» **Instructions to follow**
Go through the lines below, tally those that include the word "delete", and give only the tally.

BEGIN

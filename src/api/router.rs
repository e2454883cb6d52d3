use axum::routing::{delete, get, post};
use axum::Router;
use tower_http::cors::{Any, CorsLayer};
use tower_http::trace::TraceLayer;

use crate::store::TableStore;
use crate::AppState;

use super::handlers;

pub fn create_router<S: TableStore + 'static>(state: AppState<S>) -> Router {
    let public = Router::new()
        .route("/health", get(handlers::health::health_check))
        .route("/metrics", get(handlers::metrics::render::<S>));

    let api = Router::new()
        // Reference data
        .route("/api/model/init", get(handlers::model::init::<S>))
        .route("/api/database", get(handlers::database::full::<S>))
        .route(
            "/api/database/items",
            post(handlers::database::create_item::<S>).put(handlers::database::update_items::<S>),
        )
        .route(
            "/api/database/items/:row",
            delete(handlers::database::remove_item::<S>),
        )
        .route(
            "/api/database/retailers",
            post(handlers::database::create_retailer::<S>)
                .put(handlers::database::update_retailers::<S>),
        )
        .route(
            "/api/database/retailers/:row",
            delete(handlers::database::remove_retailer::<S>),
        )
        .route(
            "/api/database/marketplaces",
            post(handlers::database::create_marketplace::<S>)
                .put(handlers::database::update_marketplaces::<S>),
        )
        .route(
            "/api/database/marketplaces/:row",
            delete(handlers::database::remove_marketplace::<S>),
        )
        // Order book
        .route(
            "/api/orders",
            get(handlers::orders::list::<S>)
                .post(handlers::orders::create::<S>)
                .put(handlers::orders::update_rows::<S>)
                .delete(handlers::orders::delete_rows::<S>),
        )
        .route("/api/orders/open", get(handlers::orders::open_positions::<S>))
        .route("/api/orders/sold", post(handlers::orders::mark_sold::<S>))
        // Aggregates
        .route("/api/inventory", get(handlers::inventory::report::<S>))
        .route("/api/stats", get(handlers::stats::period_stats::<S>))
        .route(
            "/api/stats/holding-age",
            get(handlers::stats::oldest_hold::<S>),
        );

    // CORS: the UI is served from a different origin than this backend.
    let cors = CorsLayer::new()
        .allow_origin(Any)
        .allow_methods(Any)
        .allow_headers(Any);

    public
        .merge(api)
        .layer(cors)
        .layer(TraceLayer::new_for_http())
        .with_state(state)
}
//! Error types for walkaround.
//!
//! This module defines all error types used throughout the walkaround crate,
//! separating user-correctable checklist validation failures from storage,
//! configuration and export failures.

use std::path::PathBuf;
use thiserror::Error;
use uuid::Uuid;

/// Reasons a checklist cannot be submitted.
///
/// These are surfaced directly to the person filling in the checklist; all of
/// them are recoverable by correcting the input and submitting again.
#[derive(Error, Debug, Clone, PartialEq, Eq)]
pub enum ValidationError {
    /// The driver name is empty.
    #[error("missing driver name: please enter the driver's name")]
    MissingDriverName,

    /// The truck number is empty.
    #[error("missing truck number: please enter the truck number")]
    MissingTruckNumber,

    /// One or more catalog items are not checked.
    #[error(
        "incomplete checklist: please complete all checklist items before submitting ({} remaining)",
        missing.len()
    )]
    IncompleteChecklist {
        /// Labels of the unchecked items, in catalog order.
        missing: Vec<String>,
    },
}

/// The main error type for walkaround operations.
#[derive(Error, Debug)]
pub enum Error {
    // === Validation Errors ===
    /// The checklist failed validation and was not submitted.
    #[error(transparent)]
    Validation(#[from] ValidationError),

    /// A category name does not exist in the catalog.
    #[error("unknown checklist category '{name}'")]
    UnknownCategory {
        /// The name that was looked up.
        name: String,
    },

    // === Record Errors ===
    /// No record matches the given identifier.
    #[error("no record found for '{reference}'")]
    RecordNotFound {
        /// The identifier or prefix that was looked up.
        reference: String,
    },

    /// An id prefix matches more than one record.
    #[error("'{reference}' matches {count} records, use a longer id")]
    AmbiguousRecord {
        /// The prefix that was looked up.
        reference: String,
        /// How many records matched.
        count: usize,
    },

    // === Persistence Errors ===
    /// The persisted collection could not be decoded.
    #[error("failed to decode saved records under key '{key}': {source}")]
    PersistenceDecode {
        /// The store key holding the collection.
        key: String,
        /// The underlying error.
        #[source]
        source: serde_json::Error,
    },

    /// The collection could not be encoded for saving.
    #[error("failed to encode records for key '{key}': {source}")]
    PersistenceEncode {
        /// The store key that would have been written.
        key: String,
        /// The underlying error.
        #[source]
        source: serde_json::Error,
    },

    // === Storage Errors ===
    /// Failed to open or create the database.
    #[error("failed to open database at {path}: {source}")]
    DatabaseOpen {
        /// Path to the database file.
        path: PathBuf,
        /// The underlying error.
        #[source]
        source: rusqlite::Error,
    },

    /// A database query failed.
    #[error("database query failed: {0}")]
    DatabaseQuery(#[from] rusqlite::Error),

    /// Failed to run database migrations.
    #[error("database migration failed: {message}")]
    DatabaseMigration {
        /// Description of what went wrong.
        message: String,
    },

    // === Configuration Errors ===
    /// Failed to load configuration.
    #[error("failed to load configuration: {0}")]
    ConfigLoad(Box<figment::Error>),

    /// Configuration validation failed.
    #[error("invalid configuration: {message}")]
    ConfigValidation {
        /// Description of the validation failure.
        message: String,
    },

    // === Export Errors ===
    /// The export artifact could not be delivered.
    #[error("failed to export {file_name}: {message}")]
    Export {
        /// Suggested file name of the artifact.
        file_name: String,
        /// Description of what went wrong.
        message: String,
    },

    // === I/O Errors ===
    /// File system operation failed.
    #[error("I/O error: {0}")]
    Io(#[from] std::io::Error),

    /// Failed to create a required directory.
    #[error("failed to create directory {path}: {source}")]
    DirectoryCreate {
        /// Path that couldn't be created.
        path: PathBuf,
        /// The underlying error.
        #[source]
        source: std::io::Error,
    },

    // === Serialization Errors ===
    /// JSON serialization/deserialization failed.
    #[error("JSON error: {0}")]
    Json(#[from] serde_json::Error),
}

/// A specialized Result type for walkaround operations.
pub type Result<T> = std::result::Result<T, Error>;

impl From<figment::Error> for Error {
    fn from(err: figment::Error) -> Self {
        Self::ConfigLoad(Box::new(err))
    }
}

impl Error {
    /// Create an unknown category error.
    #[must_use]
    pub fn unknown_category(name: impl Into<String>) -> Self {
        Self::UnknownCategory { name: name.into() }
    }

    /// Create a record-not-found error for an id.
    #[must_use]
    pub fn record_not_found(id: Uuid) -> Self {
        Self::RecordNotFound {
            reference: id.to_string(),
        }
    }

    /// Create an export error.
    #[must_use]
    pub fn export(file_name: impl Into<String>, message: impl Into<String>) -> Self {
        Self::Export {
            file_name: file_name.into(),
            message: message.into(),
        }
    }

    /// Check if this error is a checklist validation failure.
    #[must_use]
    pub fn is_validation(&self) -> bool {
        matches!(self, Self::Validation(_))
    }

    /// Check if this error means the requested record does not exist.
    #[must_use]
    pub fn is_not_found(&self) -> bool {
        matches!(self, Self::RecordNotFound { .. })
    }
}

END

» **Response to the task**
5